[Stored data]
++++

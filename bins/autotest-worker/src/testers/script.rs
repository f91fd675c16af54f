// Runs executable scripts supplied with the assignment
use super::{Reporter, Test, Tester, TesterError};
use crate::json_stream::{self, JsonKind};
use autotest_common::types::TesterSpecs;
use std::io::{self, BufRead, BufReader, Read, Write};
use std::path::PathBuf;
use std::process::{Command, Stdio};
use std::thread;
use tracing::debug;

/// Runs each `script_files` entry from the workspace.
///
/// Scripts may print results in the worker's JSON format themselves; those
/// are passed through untouched. A script that reports nothing is judged by
/// its exit status alone.
pub struct ScriptTester {
    specs: TesterSpecs,
    workdir: PathBuf,
}

impl ScriptTester {
    pub fn new(specs: TesterSpecs) -> Self {
        Self::in_dir(specs, PathBuf::from("."))
    }

    pub fn in_dir(specs: TesterSpecs, workdir: PathBuf) -> Self {
        Self { specs, workdir }
    }

    fn run_script(&self, script: &str, reporter: &mut Reporter<'_>) -> Result<(), TesterError> {
        let test = Test::new(script, &self.specs.points)?;
        let mut child = Command::new(self.workdir.join(script))
            .current_dir(&self.workdir)
            .stdin(Stdio::null())
            .stdout(Stdio::piped())
            .stderr(Stdio::piped())
            .spawn()
            .map_err(|e| TesterError::Config(format!("Cannot run {}: {}", script, e)))?;

        let stderr = child.stderr.take().map(|mut pipe| {
            thread::spawn(move || {
                let mut captured = Vec::new();
                let _ = pipe.read_to_end(&mut captured);
                captured
            })
        });

        // Each line goes out as soon as it is printed, so results survive a
        // kill of the whole tester.
        let mut stdout = String::new();
        if let Some(pipe) = child.stdout.take() {
            for line in BufReader::new(pipe).split(b'\n') {
                let line = line?;
                if line.iter().all(u8::is_ascii_whitespace) {
                    continue;
                }
                reporter.forward(&line)?;
                stdout.push_str(&String::from_utf8_lossy(&line));
                stdout.push('\n');
            }
        }
        let status = child.wait()?;
        let stderr = stderr
            .and_then(|handle| handle.join().ok())
            .unwrap_or_default();
        debug!(script, status = %status, "Script finished");

        io::stderr().write_all(&stderr)?;
        let (reported, _) = json_stream::decode(&stdout, Some(JsonKind::Object));

        if !status.success() {
            let detail = String::from_utf8_lossy(&stderr);
            let message = if detail.trim().is_empty() {
                format!("{} exited with {}", script, status)
            } else {
                detail.into_owned()
            };
            reporter.report(&test.error(message))?;
        } else if reported.is_empty() {
            reporter.report(&test.passed(""))?;
        }
        Ok(())
    }
}

impl Tester for ScriptTester {
    fn run(&mut self, reporter: &mut Reporter<'_>) -> Result<(), TesterError> {
        let scripts = self.specs.script_paths();
        if scripts.is_empty() {
            return Err(TesterError::Config("No script files to run".to_string()));
        }
        for script in &scripts {
            self.run_script(script, reporter)?;
        }
        Ok(())
    }
}
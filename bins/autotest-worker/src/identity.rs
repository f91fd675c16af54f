//! Pool of low-privilege OS accounts that tester processes run as.
//!
//! Accounts are provisioned ahead of time and listed in the worker config.
//! A job holds exactly one identity for its whole lifetime and no two jobs
//! ever hold the same identity at once.

use crate::config::{IdentityConfig, IdentityResources};
use anyhow::{Context, Result, bail};
use nix::unistd::{Gid, Uid, User};
use std::ops::Deref;
use std::path::{Path, PathBuf};
use std::sync::{Arc, Mutex};
use thiserror::Error;
use tokio::sync::{OwnedSemaphorePermit, Semaphore, TryAcquireError};
use tracing::debug;

#[derive(Debug, Clone)]
pub struct WorkerIdentity {
    pub name: String,
    pub uid: Uid,
    pub gid: Gid,
    /// Workspace directory owned by this identity.
    pub root: PathBuf,
    pub resources: IdentityResources,
}

impl WorkerIdentity {
    pub fn new(name: impl Into<String>, uid: Uid, gid: Gid, root: PathBuf) -> Self {
        Self {
            name: name.into(),
            uid,
            gid,
            root,
            resources: IdentityResources::default(),
        }
    }

    /// Resolve a configured account through the system user database.
    pub fn lookup(config: &IdentityConfig, workspace: &Path) -> Result<Self> {
        let user = User::from_name(&config.user)
            .with_context(|| format!("Failed to look up user {}", config.user))?;
        let Some(user) = user else {
            bail!("user with username {} does not exist", config.user);
        };

        Ok(Self {
            name: config.user.clone(),
            uid: user.uid,
            gid: user.gid,
            root: workspace.join("workers").join(&config.user),
            resources: config.resources.clone(),
        })
    }

    /// True when this identity is the account the worker itself runs as.
    pub fn is_current_user(&self) -> bool {
        self.uid == Uid::current()
    }

    /// Prefix that makes a command run as this identity.
    pub fn command_prefix(&self) -> Vec<String> {
        if self.is_current_user() {
            Vec::new()
        } else {
            vec![
                "sudo".to_string(),
                "-Eu".to_string(),
                self.name.clone(),
                "--".to_string(),
            ]
        }
    }
}

#[derive(Debug, Error)]
pub enum PoolError {
    #[error("No worker users available to run this job")]
    Exhausted,
    #[error("identity pool is empty")]
    Empty,
}

pub struct WorkerIdentityPool {
    idle: Mutex<Vec<WorkerIdentity>>,
    permits: Arc<Semaphore>,
    size: usize,
}

impl WorkerIdentityPool {
    pub fn new(identities: Vec<WorkerIdentity>) -> Arc<Self> {
        let size = identities.len();
        Arc::new(Self {
            idle: Mutex::new(identities),
            permits: Arc::new(Semaphore::new(size)),
            size,
        })
    }

    pub fn size(&self) -> usize {
        self.size
    }

    pub fn available(&self) -> usize {
        self.permits.available_permits()
    }

    /// Wait until an identity is free.
    pub async fn acquire(self: &Arc<Self>) -> Result<IdentityLease, PoolError> {
        if self.size == 0 {
            return Err(PoolError::Empty);
        }
        let permit = self
            .permits
            .clone()
            .acquire_owned()
            .await
            .map_err(|_| PoolError::Exhausted)?;
        Ok(self.lease(permit))
    }

    /// Take an identity only if one is free right now.
    pub fn try_acquire(self: &Arc<Self>) -> Result<IdentityLease, PoolError> {
        if self.size == 0 {
            return Err(PoolError::Empty);
        }
        let permit = self
            .permits
            .clone()
            .try_acquire_owned()
            .map_err(|e| match e {
                TryAcquireError::NoPermits | TryAcquireError::Closed => PoolError::Exhausted,
            })?;
        Ok(self.lease(permit))
    }

    fn lease(self: &Arc<Self>, permit: OwnedSemaphorePermit) -> IdentityLease {
        // A permit guarantees at least one idle identity.
        let identity = self
            .idle
            .lock()
            .unwrap_or_else(|poisoned| poisoned.into_inner())
            .pop();
        debug!(identity = ?identity.as_ref().map(|i| &i.name), "Identity acquired");
        IdentityLease {
            pool: Arc::clone(self),
            identity,
            _permit: permit,
        }
    }

    fn give_back(&self, identity: WorkerIdentity) {
        debug!(identity = %identity.name, "Identity released");
        self.idle
            .lock()
            .unwrap_or_else(|poisoned| poisoned.into_inner())
            .push(identity);
    }
}

/// Exclusive hold on one identity; returned to the pool on drop.
pub struct IdentityLease {
    pool: Arc<WorkerIdentityPool>,
    identity: Option<WorkerIdentity>,
    _permit: OwnedSemaphorePermit,
}

impl Deref for IdentityLease {
    type Target = WorkerIdentity;

    fn deref(&self) -> &WorkerIdentity {
        self.identity
            .as_ref()
            .unwrap_or_else(|| unreachable!("lease always holds an identity until dropped"))
    }
}

impl Drop for IdentityLease {
    fn drop(&mut self) {
        // Runs before `_permit` is released, so the identity is idle again
        // by the time another task can acquire.
        if let Some(identity) = self.identity.take() {
            self.pool.give_back(identity);
        }
    }
}
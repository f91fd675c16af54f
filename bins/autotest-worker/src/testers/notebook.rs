// Jupyter notebooks: merge the test notebook into the submission, then run
// the merged notebook under pytest with the notebook collector.
use super::python::{interpreter, report_case, run_pytest};
use super::{Reporter, Test, Tester, TesterError};
use autotest_common::types::TesterSpecs;
use serde::Deserialize;
use std::ffi::OsString;
use std::path::{Path, PathBuf};
use std::process::Command;

const COLLECTOR_PLUGIN: &str = "notebook_helper.pytest.notebook_collector_plugin";
const MERGE_SCRIPT: &str = "import sys, nbformat\n\
from notebook_helper import merger\n\
nbformat.write(merger.merge(sys.argv[1], sys.argv[2]), sys.argv[3])";
const CHECK_SCRIPT: &str = "import sys\n\
from notebook_helper import merger\n\
merger.check(sys.argv[1], sys.argv[2])";

#[derive(Debug, Clone, Deserialize)]
struct NotebookPair {
    test_file: String,
    student_file: String,
    #[serde(default)]
    test_merge: bool,
}

pub struct NotebookTester {
    specs: TesterSpecs,
    workdir: PathBuf,
}

impl NotebookTester {
    pub fn new(specs: TesterSpecs) -> Self {
        Self {
            specs,
            workdir: PathBuf::from("."),
        }
    }

    fn pairs(&self) -> Result<Vec<NotebookPair>, TesterError> {
        serde_json::from_value(self.specs.test_data.script_files.clone())
            .map_err(|e| TesterError::Config(format!("Invalid notebook script_files: {}", e)))
    }

    fn helper(&self, python: &Path, script: &str, args: &[&str]) -> Result<Option<String>, TesterError> {
        let output = Command::new(python)
            .current_dir(&self.workdir)
            .arg("-c")
            .arg(script)
            .args(args)
            .output()
            .map_err(|e| TesterError::Execution(format!("Cannot run {}: {}", python.display(), e)))?;
        if output.status.success() {
            Ok(None)
        } else {
            Ok(Some(String::from_utf8_lossy(&output.stderr).into_owned()))
        }
    }

    fn check_merge(&self, python: &Path, pair: &NotebookPair, reporter: &mut Reporter<'_>) -> Result<(), TesterError> {
        let problem = self.helper(python, CHECK_SCRIPT, &[&pair.test_file, &pair.student_file])?;
        if pair.test_merge {
            let test = Test::new("merge_check", &self.specs.points)?;
            let result = match problem {
                None => test.passed(""),
                Some(message) => test.failed(message),
            };
            reporter.report(&result)?;
        } else if let Some(message) = problem {
            eprint!("{}", message);
        }
        Ok(())
    }
}

impl Tester for NotebookTester {
    fn run(&mut self, reporter: &mut Reporter<'_>) -> Result<(), TesterError> {
        let python = interpreter(&self.specs);
        for pair in self.pairs()? {
            self.check_merge(&python, &pair, reporter)?;

            let merged = tempfile::Builder::new()
                .prefix(".merged")
                .suffix(".ipynb")
                .tempfile_in(&self.workdir)?;
            let merged_path = merged.path().to_string_lossy().into_owned();
            if let Some(message) = self.helper(
                &python,
                MERGE_SCRIPT,
                &[&pair.test_file, &pair.student_file, &merged_path],
            )? {
                return Err(TesterError::Execution(message));
            }

            let args = [
                OsString::from(&merged_path),
                OsString::from("-p"),
                OsString::from(COLLECTOR_PLUGIN),
            ];
            let prefix = format!("{}:{}", pair.test_file, pair.student_file);
            for case in run_pytest(&python, &self.workdir, &args)?.iter().filter(|c| !c.skipped) {
                let name = format!("{}::{}", prefix, case.name);
                report_case(case, name, &self.specs.points, reporter)?;
            }
        }
        Ok(())
    }
}
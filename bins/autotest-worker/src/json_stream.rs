//! Recover JSON values from output that may be truncated or mixed with noise.
//!
//! Tester processes run learner code, so their stdout can contain stray
//! prints, or stop halfway through a value when a process is killed. Every
//! complete value that can be found is still reported.

use serde_json::{Deserializer, Value};

/// Shape a decoded value must have to be kept.
#[derive(Debug, Clone, Copy, PartialEq, Eq)]
pub enum JsonKind {
    Object,
    Array,
    String,
    Number,
    Bool,
    Null,
}

impl JsonKind {
    pub fn matches(self, value: &Value) -> bool {
        matches!(
            (self, value),
            (JsonKind::Object, Value::Object(_))
                | (JsonKind::Array, Value::Array(_))
                | (JsonKind::String, Value::String(_))
                | (JsonKind::Number, Value::Number(_))
                | (JsonKind::Bool, Value::Bool(_))
                | (JsonKind::Null, Value::Null)
        )
    }
}

/// Decode every complete JSON value in `text`.
///
/// Returns the values in order and whether any non-whitespace part of the
/// input could not be attributed to a kept value. When `expected` is set,
/// values of another kind are dropped and count as malformed.
pub fn decode(text: &str, expected: Option<JsonKind>) -> (Vec<Value>, bool) {
    let text = text.trim();
    let mut values = Vec::new();
    let mut malformed = false;
    let mut pos = 0;

    while pos < text.len() {
        let rest = &text[pos..];
        let mut stream = Deserializer::from_str(rest).into_iter::<Value>();
        match stream.next() {
            Some(Ok(value)) => {
                let consumed = stream.byte_offset();
                if expected.map_or(true, |kind| kind.matches(&value)) {
                    values.push(value);
                } else if !rest[..consumed].trim().is_empty() {
                    malformed = true;
                }
                pos += consumed.max(1);
            }
            Some(Err(_)) => {
                let skipped = rest.chars().next().unwrap_or(' ');
                if !skipped.is_whitespace() {
                    malformed = true;
                }
                pos += skipped.len_utf8();
            }
            None => break,
        }
    }

    (values, malformed)
}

++++

**Instructions to follow**
Copy out every line of the data that includes "rest".

**Task response**
        let rest = &text[pos..];
        let mut stream = Deserializer::from_str(rest).into_iter::<Value>();
                } else if !rest[..consumed].trim().is_empty() {
                let skipped = rest.chars().next().unwrap_or(' ');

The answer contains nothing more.